Pourquoi ça compte ?
Parce qu’il s’agit d’un tournant dans la tentative de sauvetage du transport urbain à Fès. Après la rupture avec l’ancien délégataire, la commune tente de relancer le service à travers un nouveau contrat provisoire, soutenu par l’État.
Ce qui a été acté
Le contrat, validé lors de la deuxième séance de la session ordinaire de mai, fixe les conditions d’exploitation : réseau, maintenance, horaires, tarifs, qualité du service, obligations des usagers et gestion des perturbations.
« Cette décision intervient à la demande du wali de la région Fès-Meknès », a précisé le président du conseil communal, Abdeslam El Bekkali, en référence à la pression exercée par les autorités pour résoudre une crise chronique.

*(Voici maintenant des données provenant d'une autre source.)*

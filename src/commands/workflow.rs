//! `weft workflow` - sequential workflow status display and updates.

use anyhow::{bail, Result};
use colored::Colorize;
use std::path::Path;

use crate::discovery::{find_workflow_status_file, WORKFLOW_STATUS_FILE};
use crate::models::{WorkflowData, WorkflowItem};
use crate::parser::parse_workflow_status;
use crate::update::update_item_status;

/// Show workflow metadata and items, optionally filtered by phase.
pub fn show(root: &Path, phase: Option<i64>, json: bool) -> Result<()> {
    let path = locate(root)?;
    let Some(data) = parse_workflow_status(&path)? else {
        bail!("Workflow status file not found: {}", path.display());
    };

    let items: Vec<&WorkflowItem> = match phase {
        Some(phase) => data.items_for_phase(phase),
        None => data.items.iter().collect(),
    };

    if json {
        println!("{}", serde_json::to_string_pretty(&items)?);
        return Ok(());
    }

    print_metadata(&data);

    if items.is_empty() {
        match phase {
            Some(phase) => println!("\nNo items in phase {phase}"),
            None => println!("\nNo workflow items"),
        }
        return Ok(());
    }

    println!("\n{}", "Items".bold());
    for item in items {
        let phase = item
            .phase
            .map(|p| p.to_string())
            .unwrap_or_else(|| "-".to_string());
        let mut line = format!(
            "  {} {} {} ({}, {})",
            format!("[P{phase}]").cyan(),
            item.id,
            format!("[{}]", item.status).dimmed(),
            item.agent,
            item.command
        );
        if let Some(note) = &item.note {
            line.push_str(&format!("  {}", note.dimmed()));
        }
        println!("{line}");
    }

    println!();
    Ok(())
}

/// Update one item's status in place.
pub fn set_status(root: &Path, item_id: &str, new_status: &str) -> Result<()> {
    let path = locate(root)?;

    if update_item_status(&path, item_id, new_status)? {
        println!(
            "{} Set '{}' to '{}' in {}",
            "✓".green(),
            item_id.cyan(),
            new_status,
            path.display()
        );
        Ok(())
    } else {
        bail!(
            "No item '{item_id}' with a status field found in {}",
            path.display()
        );
    }
}

fn locate(root: &Path) -> Result<std::path::PathBuf> {
    find_workflow_status_file(root).ok_or_else(|| {
        anyhow::anyhow!("No {WORKFLOW_STATUS_FILE} found under {}", root.display())
    })
}

fn print_metadata(data: &WorkflowData) {
    println!("{}", format!("Workflow: {}", data.project).bold().blue());
    println!("{}", "=".repeat(50));
    println!("  Status:       {}", data.status);
    if let Some(note) = &data.status_note {
        println!("  Note:         {note}");
    }
    println!("  Type:         {}", data.project_type);
    println!("  Track:        {}", data.selected_track);
    println!("  Last updated: {}", data.last_updated);
}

Une agence de recettes a été mise en place pour assurer la continuité du service, grâce à un soutien financier direct du ministère de l’Intérieur. Une commande de 261 bus est en cours, avec une première livraison prévue pour décembre.
Quel est le contexte ?
En février, la commune avait décidé de rompre le contrat avec l’ancien opérateur, City Bus, après des défaillances jugées structurelles. Depuis, une commission commune avec les autorités locales s’emploie à éviter l’effondrement du service.
Et aussi…
Outre le volet transport, le conseil a validé une série de conventions dans les domaines social et international : des accords pour favoriser l’accès des jeunes aux colonies de vacances (avec le WAF, Fès Saïs, et la fédération nationale des colonies), des partenariats internationaux avec des villes du Sénégal, d’Oman, du Salvador, le renouvellement du jumelage avec Montpellier, et un accord avec Al Omrane pour reloger les familles des bidonvilles Dhar El Mehraz et Douar Slayli.
Ce qui reste en suspens
Le point relatif à la création d’une Société de développement local pour gérer les infrastructures sportives a, lui, été reporté à une prochaine séance.